▸ Required work
Across the whole listing, how many lines hold the word "description"? Reply with the number by itself.

━━━━━━━━━━━━━━━━

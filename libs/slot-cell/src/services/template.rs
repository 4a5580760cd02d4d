// libs/slot-cell/src/services/template.rs
use std::sync::Arc;

use chrono::Datelike;
use tracing::{debug, info};

use shared_database::ClinicDb;

use crate::models::{
    CreateSlotRequest, ExpandTemplateRequest, ExpansionReport, SlotError,
};
use crate::services::store::SlotStoreService;

/// Upper bound on the expansion window, to prevent runaway generation.
pub const MAX_EXPANSION_DAYS: i64 = 90;

pub struct TemplateExpansionService {
    store: SlotStoreService,
}

impl TemplateExpansionService {
    pub fn new(db: Arc<ClinicDb>) -> Self {
        Self {
            store: SlotStoreService::new(db),
        }
    }

    /// Expand a weekly template over an inclusive date range into concrete
    /// slots. Each window is attempted independently: a collision on one day
    /// is reported in the result and never aborts the rest of the batch.
    pub fn expand(&self, request: ExpandTemplateRequest) -> Result<ExpansionReport, SlotError> {
        if request.to_date < request.from_date {
            return Err(SlotError::InvalidRange(
                "from_date must not be after to_date".to_string(),
            ));
        }

        let span_days = (request.to_date - request.from_date).num_days();
        if span_days > MAX_EXPANSION_DAYS {
            return Err(SlotError::InvalidRange(format!(
                "expansion window of {} days exceeds the {} day limit",
                span_days, MAX_EXPANSION_DAYS
            )));
        }

        if request.template.is_empty() {
            return Err(SlotError::Validation(
                "template has no entries for any weekday".to_string(),
            ));
        }

        debug!(
            "Expanding template for provider {} over {}..={}",
            request.provider_id, request.from_date, request.to_date
        );

        let mut created = Vec::new();
        let mut errors = Vec::new();

        for date in request
            .from_date
            .iter_days()
            .take_while(|d| *d <= request.to_date)
        {
            for entry in request.template.entries_for(date.weekday()) {
                let label = format!("{} {}", date, entry.start_time.format("%H:%M"));

                if entry.start_time >= entry.end_time {
                    errors.push(format!("{}: start time must be before end time", label));
                    continue;
                }

                let create = CreateSlotRequest {
                    provider_id: request.provider_id,
                    start_time: date.and_time(entry.start_time).and_utc(),
                    end_time: date.and_time(entry.end_time).and_utc(),
                    modality: entry.modality,
                    status: None,
                };

                match self.store.create_slot(create) {
                    Ok(slot) => created.push(slot),
                    // Storage failures mean unknown outcome; abort the batch.
                    Err(SlotError::Database(e)) => return Err(SlotError::Database(e)),
                    Err(e) => errors.push(format!("{}: {}", label, e)),
                }
            }
        }

        info!(
            "Template expansion for provider {}: {} created, {} errors",
            request.provider_id,
            created.len(),
            errors.len()
        );

        Ok(ExpansionReport {
            created_count: created.len(),
            created,
            errors,
        })
    }
}
pub mod handlers;
pub mod models;
pub mod router;
pub mod services;

pub use models::*;
pub use services::store::SlotStoreService;
pub use services::template::TemplateExpansionService;
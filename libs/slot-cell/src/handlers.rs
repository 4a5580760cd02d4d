// libs/slot-cell/src/handlers.rs
use std::sync::Arc;

use axum::{
    extract::{Extension, Path, Query, State},
    Json,
};
use serde_json::{json, Value};
use uuid::Uuid;

use shared_database::AppState;
use shared_models::auth::Actor;
use shared_models::error::AppError;

use crate::models::{
    CreateSlotRequest, ExpandTemplateRequest, SlotError, SlotQueryParams, UpdateSlotRequest,
};
use crate::services::store::SlotStoreService;
use crate::services::template::TemplateExpansionService;

fn map_slot_error(e: SlotError) -> AppError {
    match e {
        SlotError::InvalidRange(msg) => AppError::BadRequest(msg),
        SlotError::Overlap => {
            AppError::Conflict("Slot overlaps an existing slot for this provider".to_string())
        }
        SlotError::NotFound => AppError::NotFound("Slot not found".to_string()),
        SlotError::ProviderNotFound => AppError::NotFound("Provider not found".to_string()),
        SlotError::Conflict => AppError::Conflict(
            "Slot is occupied by a live appointment; cancel the appointment first".to_string(),
        ),
        SlotError::Validation(msg) => AppError::ValidationError(msg),
        SlotError::Database(e) => AppError::Database(e.to_string()),
    }
}

#[axum::debug_handler]
pub async fn create_slot(
    State(state): State<Arc<AppState>>,
    Extension(actor): Extension<Actor>,
    Json(request): Json<CreateSlotRequest>,
) -> Result<Json<Value>, AppError> {
    // Providers manage their own calendar; admins manage anyone's.
    if !actor.can_act_for_provider(request.provider_id) {
        return Err(AppError::Forbidden(
            "Not authorized to manage this provider's slots".to_string(),
        ));
    }

    let service = SlotStoreService::new(state.db.clone());
    let slot = service.create_slot(request).map_err(map_slot_error)?;

    Ok(Json(json!({
        "success": true,
        "slot": slot
    })))
}

#[axum::debug_handler]
pub async fn list_slots(
    State(state): State<Arc<AppState>>,
    Extension(_actor): Extension<Actor>,
    Query(params): Query<SlotQueryParams>,
) -> Result<Json<Value>, AppError> {
    let service = SlotStoreService::new(state.db.clone());
    let slots = service
        .list_slots(params.provider_id, params.date)
        .map_err(map_slot_error)?;

    Ok(Json(json!({
        "count": slots.len(),
        "slots": slots
    })))
}

#[axum::debug_handler]
pub async fn update_slot(
    State(state): State<Arc<AppState>>,
    Path(slot_id): Path<Uuid>,
    Extension(actor): Extension<Actor>,
    Json(request): Json<UpdateSlotRequest>,
) -> Result<Json<Value>, AppError> {
    let service = SlotStoreService::new(state.db.clone());

    let current = service.get_slot(slot_id).map_err(map_slot_error)?;
    if !actor.can_act_for_provider(current.provider_id) {
        return Err(AppError::Forbidden(
            "Not authorized to manage this provider's slots".to_string(),
        ));
    }

    let slot = service
        .update_slot(slot_id, request)
        .map_err(map_slot_error)?;

    Ok(Json(json!({
        "success": true,
        "slot": slot
    })))
}

#[axum::debug_handler]
pub async fn delete_slot(
    State(state): State<Arc<AppState>>,
    Path(slot_id): Path<Uuid>,
    Extension(actor): Extension<Actor>,
) -> Result<Json<Value>, AppError> {
    let service = SlotStoreService::new(state.db.clone());

    let current = service.get_slot(slot_id).map_err(map_slot_error)?;
    if !actor.can_act_for_provider(current.provider_id) {
        return Err(AppError::Forbidden(
            "Not authorized to manage this provider's slots".to_string(),
        ));
    }

    service.delete_slot(slot_id).map_err(map_slot_error)?;

    Ok(Json(json!({
        "success": true,
        "message": "Slot deleted"
    })))
}

#[axum::debug_handler]
pub async fn expand_template(
    State(state): State<Arc<AppState>>,
    Extension(actor): Extension<Actor>,
    Json(request): Json<ExpandTemplateRequest>,
) -> Result<Json<Value>, AppError> {
    if !actor.can_act_for_provider(request.provider_id) {
        return Err(AppError::Forbidden(
            "Not authorized to manage this provider's slots".to_string(),
        ));
    }

    let service = TemplateExpansionService::new(state.db.clone());
    let report = service.expand(request).map_err(map_slot_error)?;

    Ok(Json(json!({
        "success": true,
        "report": report
    })))
}
pub mod encounter;
pub mod history;
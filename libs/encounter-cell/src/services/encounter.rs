// libs/encounter-cell/src/services/encounter.rs
use std::sync::Arc;

use chrono::{DateTime, Utc};
use rusqlite::{params, Connection};
use tracing::info;
use uuid::Uuid;

use appointment_cell::models::{Appointment, AppointmentStatus};
use appointment_cell::services::booking::{find_appointment, set_appointment_status};
use shared_database::{encode_ts, ClinicDb, DatabaseError};
use shared_models::auth::Actor;

use crate::models::{
    ClinicalNote, CompleteVisitOutcome, CompleteVisitRequest, Diagnosis, DiagnosisPayload,
    EncounterError, MedicationLine, NotePayload, Prescription, PrescriptionPayload,
};

pub struct EncounterService {
    db: Arc<ClinicDb>,
}

impl EncounterService {
    pub fn new(db: Arc<ClinicDb>) -> Self {
        Self { db }
    }

    /// Close a visit, persisting whatever clinical sections were submitted
    /// and moving the appointment to attended, all in one transaction.
    ///
    /// Re-submitting against an already attended appointment is a no-op that
    /// reports `already_applied`, so a client that times out and retries
    /// cannot duplicate clinical records.
    pub fn complete_visit(
        &self,
        appointment_id: Uuid,
        actor: &Actor,
        request: CompleteVisitRequest,
    ) -> Result<CompleteVisitOutcome, EncounterError> {
        // Every section is validated before any write; the first offending
        // field fails the whole submission.
        validate_request(&request)?;

        self.db.transaction(|tx| {
            let appointment = find_appointment(tx, appointment_id)?
                .ok_or(EncounterError::AppointmentNotFound)?;

            if !actor.can_act_for_provider(appointment.provider_id) {
                return Err(EncounterError::Forbidden);
            }

            match appointment.status {
                AppointmentStatus::Attended => {
                    info!(
                        "Visit {} already completed; skipping re-submit",
                        appointment_id
                    );
                    Ok(CompleteVisitOutcome {
                        appointment,
                        already_applied: true,
                        diagnosis: None,
                        note: None,
                        prescription: None,
                    })
                }
                AppointmentStatus::InProgress => {
                    let now = Utc::now();
                    let diagnosis = request
                        .diagnosis
                        .map(|p| insert_diagnosis(tx, appointment_id, p, now))
                        .transpose()?;
                    let note = request
                        .note
                        .map(|p| insert_note(tx, appointment_id, p, now))
                        .transpose()?;
                    let prescription = request
                        .prescription
                        .map(|p| insert_prescription(tx, appointment_id, p, now))
                        .transpose()?;

                    set_appointment_status(tx, appointment_id, AppointmentStatus::Attended)?;

                    info!(
                        "Visit {} completed by {} (diagnosis: {}, note: {}, prescription: {})",
                        appointment_id,
                        actor.id,
                        diagnosis.is_some(),
                        note.is_some(),
                        prescription.is_some()
                    );
                    Ok(CompleteVisitOutcome {
                        appointment: Appointment {
                            status: AppointmentStatus::Attended,
                            updated_at: now,
                            ..appointment
                        },
                        already_applied: false,
                        diagnosis,
                        note,
                        prescription,
                    })
                }
                other => Err(EncounterError::IllegalTransition { from: other }),
            }
        })
    }
}

fn validate_request(request: &CompleteVisitRequest) -> Result<(), EncounterError> {
    if let Some(diagnosis) = &request.diagnosis {
        if diagnosis.description.trim().is_empty() {
            return Err(EncounterError::Validation(
                "diagnosis.description must not be empty".to_string(),
            ));
        }
    }
    if let Some(note) = &request.note {
        if note.content.trim().is_empty() {
            return Err(EncounterError::Validation(
                "note.content must not be empty".to_string(),
            ));
        }
    }
    if let Some(prescription) = &request.prescription {
        if prescription.lines.is_empty() {
            return Err(EncounterError::Validation(
                "prescription.lines must contain at least one medication line".to_string(),
            ));
        }
        for (i, line) in prescription.lines.iter().enumerate() {
            if line.medication.trim().is_empty() {
                return Err(EncounterError::Validation(format!(
                    "prescription.lines[{i}].medication must not be empty"
                )));
            }
        }
    }
    Ok(())
}

fn insert_diagnosis(
    conn: &Connection,
    appointment_id: Uuid,
    payload: DiagnosisPayload,
    now: DateTime<Utc>,
) -> Result<Diagnosis, DatabaseError> {
    let diagnosis = Diagnosis {
        id: Uuid::new_v4(),
        appointment_id,
        code: payload.code,
        description: payload.description,
        created_at: now,
    };
    conn.execute(
        "INSERT INTO diagnoses (id, appointment_id, code, description, created_at)
         VALUES (?1, ?2, ?3, ?4, ?5)",
        params![
            diagnosis.id.to_string(),
            diagnosis.appointment_id.to_string(),
            diagnosis.code,
            diagnosis.description,
            encode_ts(diagnosis.created_at),
        ],
    )?;
    Ok(diagnosis)
}

fn insert_note(
    conn: &Connection,
    appointment_id: Uuid,
    payload: NotePayload,
    now: DateTime<Utc>,
) -> Result<ClinicalNote, DatabaseError> {
    let note = ClinicalNote {
        id: Uuid::new_v4(),
        appointment_id,
        content: payload.content,
        created_at: now,
    };
    conn.execute(
        "INSERT INTO clinical_notes (id, appointment_id, content, created_at)
         VALUES (?1, ?2, ?3, ?4)",
        params![
            note.id.to_string(),
            note.appointment_id.to_string(),
            note.content,
            encode_ts(note.created_at),
        ],
    )?;
    Ok(note)
}

fn insert_prescription(
    conn: &Connection,
    appointment_id: Uuid,
    payload: PrescriptionPayload,
    now: DateTime<Utc>,
) -> Result<Prescription, DatabaseError> {
    let prescription_id = Uuid::new_v4();
    conn.execute(
        "INSERT INTO prescriptions (id, appointment_id, notes, created_at)
         VALUES (?1, ?2, ?3, ?4)",
        params![
            prescription_id.to_string(),
            appointment_id.to_string(),
            payload.notes,
            encode_ts(now),
        ],
    )?;

    let mut lines = Vec::with_capacity(payload.lines.len());
    for line in payload.lines {
        let stored = MedicationLine {
            id: Uuid::new_v4(),
            prescription_id,
            medication: line.medication,
            dose: line.dose,
            frequency: line.frequency,
            duration: line.duration,
            instructions: line.instructions,
        };
        conn.execute(
            "INSERT INTO medication_lines (id, prescription_id, medication, dose, frequency, duration, instructions)
             VALUES (?1, ?2, ?3, ?4, ?5, ?6, ?7)",
            params![
                stored.id.to_string(),
                stored.prescription_id.to_string(),
                stored.medication,
                stored.dose,
                stored.frequency,
                stored.duration,
                stored.instructions,
            ],
        )?;
        lines.push(stored);
    }

    Ok(Prescription {
        id: prescription_id,
        appointment_id,
        notes: payload.notes,
        created_at: now,
        lines,
    })
}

━━━━━━━━━━━━━━━━

▸ Task answer
5